## PROVIDED DATA
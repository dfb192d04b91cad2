//! Read-only layout queries for positioning host overlays.
//!
//! These mirror the geometry the renderer uses so the host can place DOM
//! elements (clef icons, a keyboard strip) without a render pass.

use crate::constants::{
    BASS_BOTTOM_ROW, PLAY_LINE_WIDTH, STAFF_GAP_LINES, STAFF_LEFT_PAD, STAFF_LINE_GAP,
    STAFF_START_X, TREBLE_BOTTOM_ROW,
};
use crate::error::{Result, VizError};
use crate::hands::Staff;
use crate::viewport::Visualization;
use serde::Serialize;
use std::str::FromStr;

/// Vertical geometry of the grand staff for a canvas height.
#[derive(Clone, Copy, Debug, PartialEq, Serialize)]
#[serde(rename_all = "camelCase")]
pub struct StaffLayout {
    pub treble_top: f64,
    pub treble_bottom: f64,
    pub bass_top: f64,
    pub bass_bottom: f64,
    pub line_gap: f64,
    pub play_line_x: f64,
}

impl StaffLayout {
    /// Both staves centred vertically with a fixed gap between them.
    pub fn for_height(height: f64) -> Self {
        let middle = height / 2.0;
        let half_gap = STAFF_GAP_LINES * STAFF_LINE_GAP / 2.0;
        let treble_bottom = middle - half_gap;
        let bass_top = middle + half_gap;
        Self {
            treble_top: treble_bottom - 4.0 * STAFF_LINE_GAP,
            treble_bottom,
            bass_top,
            bass_bottom: bass_top + 4.0 * STAFF_LINE_GAP,
            line_gap: STAFF_LINE_GAP,
            play_line_x: STAFF_START_X,
        }
    }

    /// y of the five lines of a staff, top to bottom.
    pub fn lines(&self, staff: Staff) -> [f64; 5] {
        let top = match staff {
            Staff::Treble => self.treble_top,
            Staff::Bass => self.bass_top,
        };
        std::array::from_fn(|i| top + i as f64 * self.line_gap)
    }

    /// y of a staff row (see `Pitch::staff_row`) on the given staff.
    #[inline]
    pub fn row_y(&self, staff: Staff, row: i32) -> f64 {
        let (bottom_y, bottom_row) = match staff {
            Staff::Treble => (self.treble_bottom, TREBLE_BOTTOM_ROW),
            Staff::Bass => (self.bass_bottom, BASS_BOTTOM_ROW),
        };
        bottom_y - (row - bottom_row) as f64 * self.line_gap / 2.0
    }

    /// Rows of the ledger lines needed for `row`, empty when it sits on or
    /// inside the staff.
    pub fn ledger_rows(&self, staff: Staff, row: i32) -> impl Iterator<Item = i32> {
        let bottom = match staff {
            Staff::Treble => TREBLE_BOTTOM_ROW,
            Staff::Bass => BASS_BOTTOM_ROW,
        };
        let top = bottom + 8;
        let below = (row..bottom).filter(move |r| (bottom - r) % 2 == 0);
        let above = (top + 1..=row).filter(move |r| (r - top) % 2 == 0);
        below.chain(above)
    }
}

/// Overlay icons the host positions over the canvas.
#[derive(Clone, Copy, Debug, PartialEq, Eq)]
pub enum Icon {
    TrebleClef,
    BassClef,
}

impl FromStr for Icon {
    type Err = VizError;

    fn from_str(s: &str) -> Result<Self> {
        match s {
            "treble-clef" => Ok(Icon::TrebleClef),
            "bass-clef" => Ok(Icon::BassClef),
            other => Err(VizError::UnknownIcon(other.to_string())),
        }
    }
}

/// Top-left anchor for an icon, in canvas pixels.
#[derive(Clone, Copy, Debug, PartialEq, Serialize)]
pub struct Anchor {
    pub x: f64,
    pub y: f64,
    pub height: f64,
}

/// Where an icon sits for a canvas of the given height. Clefs span their
/// staff plus one line-gap of overhang above and below.
pub fn icon_anchor(icon: Icon, height: f64) -> Anchor {
    let staff = StaffLayout::for_height(height);
    let top = match icon {
        Icon::TrebleClef => staff.treble_top,
        Icon::BassClef => staff.bass_top,
    };
    Anchor {
        x: STAFF_LEFT_PAD + staff.line_gap,
        y: top - staff.line_gap,
        height: staff.line_gap * 6.0,
    }
}

/// Layout metadata per visualization mode.
#[derive(Clone, Copy, Debug, PartialEq, Serialize)]
#[serde(tag = "mode", rename_all = "kebab-case", rename_all_fields = "camelCase")]
pub enum OverlayLayout {
    /// The hit line is the bottom edge; lanes span the full width.
    FallingNotes { hit_line_y: f64, width: f64 },
    Sheet {
        staff: StaffLayout,
        treble: Anchor,
        bass: Anchor,
        play_line_width: f64,
    },
}

pub fn overlay_layout(visualization: Visualization, width: f64, height: f64) -> OverlayLayout {
    match visualization {
        Visualization::FallingNotes => OverlayLayout::FallingNotes {
            hit_line_y: height,
            width,
        },
        Visualization::Sheet => OverlayLayout::Sheet {
            staff: StaffLayout::for_height(height),
            treble: icon_anchor(Icon::TrebleClef, height),
            bass: icon_anchor(Icon::BassClef, height),
            play_line_width: PLAY_LINE_WIDTH,
        },
    }
}

/// String-keyed variant of [`overlay_layout`] for hosts that pass mode ids.
pub fn overlay_layout_for(mode: &str, width: f64, height: f64) -> Result<OverlayLayout> {
    Ok(overlay_layout(mode.parse()?, width, height))
}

## DIRECTIONS FOR THIS TASK
What is needed here is every record above, repeated exactly.

## OUTPUT FOR THIS TASK
repository dfb192d04b91cad2
//! Read-only layout queries for positioning host overlays.
//!
//! These mirror the geometry the renderer uses so the host can place DOM
//! elements (clef icons, a keyboard strip) without a render pass.

use crate::constants::{
    BASS_BOTTOM_ROW, PLAY_LINE_WIDTH, STAFF_GAP_LINES, STAFF_LEFT_PAD, STAFF_LINE_GAP,
    STAFF_START_X, TREBLE_BOTTOM_ROW,
};
use crate::error::{Result, VizError};
use crate::hands::Staff;
use crate::viewport::Visualization;
use serde::Serialize;
use std::str::FromStr;

/// Vertical geometry of the grand staff for a canvas height.
#[derive(Clone, Copy, Debug, PartialEq, Serialize)]
#[serde(rename_all = "camelCase")]
pub struct StaffLayout {
    pub treble_top: f64,
    pub treble_bottom: f64,
    pub bass_top: f64,
    pub bass_bottom: f64,
    pub line_gap: f64,
    pub play_line_x: f64,
}

impl StaffLayout {
    /// Both staves centred vertically with a fixed gap between them.
    pub fn for_height(height: f64) -> Self {
        let middle = height / 2.0;
        let half_gap = STAFF_GAP_LINES * STAFF_LINE_GAP / 2.0;
        let treble_bottom = middle - half_gap;
        let bass_top = middle + half_gap;
        Self {
            treble_top: treble_bottom - 4.0 * STAFF_LINE_GAP,
            treble_bottom,
            bass_top,
            bass_bottom: bass_top + 4.0 * STAFF_LINE_GAP,
            line_gap: STAFF_LINE_GAP,
            play_line_x: STAFF_START_X,
        }
    }

    /// y of the five lines of a staff, top to bottom.
    pub fn lines(&self, staff: Staff) -> [f64; 5] {
        let top = match staff {
            Staff::Treble => self.treble_top,
            Staff::Bass => self.bass_top,
        };
        std::array::from_fn(|i| top + i as f64 * self.line_gap)
    }

    /// y of a staff row (see `Pitch::staff_row`) on the given staff.
    #[inline]
    pub fn row_y(&self, staff: Staff, row: i32) -> f64 {
        let (bottom_y, bottom_row) = match staff {
            Staff::Treble => (self.treble_bottom, TREBLE_BOTTOM_ROW),
            Staff::Bass => (self.bass_bottom, BASS_BOTTOM_ROW),
        };
        bottom_y - (row - bottom_row) as f64 * self.line_gap / 2.0
    }

    /// Rows of the ledger lines needed for `row`, empty when it sits on or
    /// inside the staff.
    pub fn ledger_rows(&self, staff: Staff, row: i32) -> impl Iterator<Item = i32> {
        let bottom = match staff {
            Staff::Treble => TREBLE_BOTTOM_ROW,
            Staff::Bass => BASS_BOTTOM_ROW,
        };
        let top = bottom + 8;
        let below = (row..bottom).filter(move |r| (bottom - r) % 2 == 0);
        let above = (top + 1..=row).filter(move |r| (r - top) % 2 == 0);
        below.chain(above)
    }
}

/// Overlay icons the host positions over the canvas.
#[derive(Clone, Copy, Debug, PartialEq, Eq)]
pub enum Icon {
    TrebleClef,
    BassClef,
}

impl FromStr for Icon {
    type Err = VizError;

    fn from_str(s: &str) -> Result<Self> {
        match s {
            "treble-clef" => Ok(Icon::TrebleClef),
            "bass-clef" => Ok(Icon::BassClef),
            other => Err(VizError::UnknownIcon(other.to_string())),
        }
    }
}

/// Top-left anchor for an icon, in canvas pixels.
#[derive(Clone, Copy, Debug, PartialEq, Serialize)]
pub struct Anchor {
    pub x: f64,
    pub y: f64,
    pub height: f64,
}

/// Where an icon sits for a canvas of the given height. Clefs span their
/// staff plus one line-gap of overhang above and below.
pub fn icon_anchor(icon: Icon, height: f64) -> Anchor {
    let staff = StaffLayout::for_height(height);
    let top = match icon {
        Icon::TrebleClef => staff.treble_top,
        Icon::BassClef => staff.bass_top,
    };
    Anchor {
        x: STAFF_LEFT_PAD + staff.line_gap,
        y: top - staff.line_gap,
        height: staff.line_gap * 6.0,
    }
}

/// Layout metadata per visualization mode.
#[derive(Clone, Copy, Debug, PartialEq, Serialize)]
#[serde(tag = "mode", rename_all = "kebab-case", rename_all_fields = "camelCase")]
pub enum OverlayLayout {
    /// The hit line is the bottom edge; lanes span the full width.
    FallingNotes { hit_line_y: f64, width: f64 },
    Sheet {
        staff: StaffLayout,
        treble: Anchor,
        bass: Anchor,
        play_line_width: f64,
    },
}

pub fn overlay_layout(visualization: Visualization, width: f64, height: f64) -> OverlayLayout {
    match visualization {
        Visualization::FallingNotes => OverlayLayout::FallingNotes {
            hit_line_y: height,
            width,
        },
        Visualization::Sheet => OverlayLayout::Sheet {
            staff: StaffLayout::for_height(height),
            treble: icon_anchor(Icon::TrebleClef, height),
            bass: icon_anchor(Icon::BassClef, height),
            play_line_width: PLAY_LINE_WIDTH,
        },
    }
}

/// String-keyed variant of [`overlay_layout`] for hosts that pass mode ids.
pub fn overlay_layout_for(mode: &str, width: f64, height: f64) -> Result<OverlayLayout> {
    Ok(overlay_layout(mode.parse()?, width, height))
}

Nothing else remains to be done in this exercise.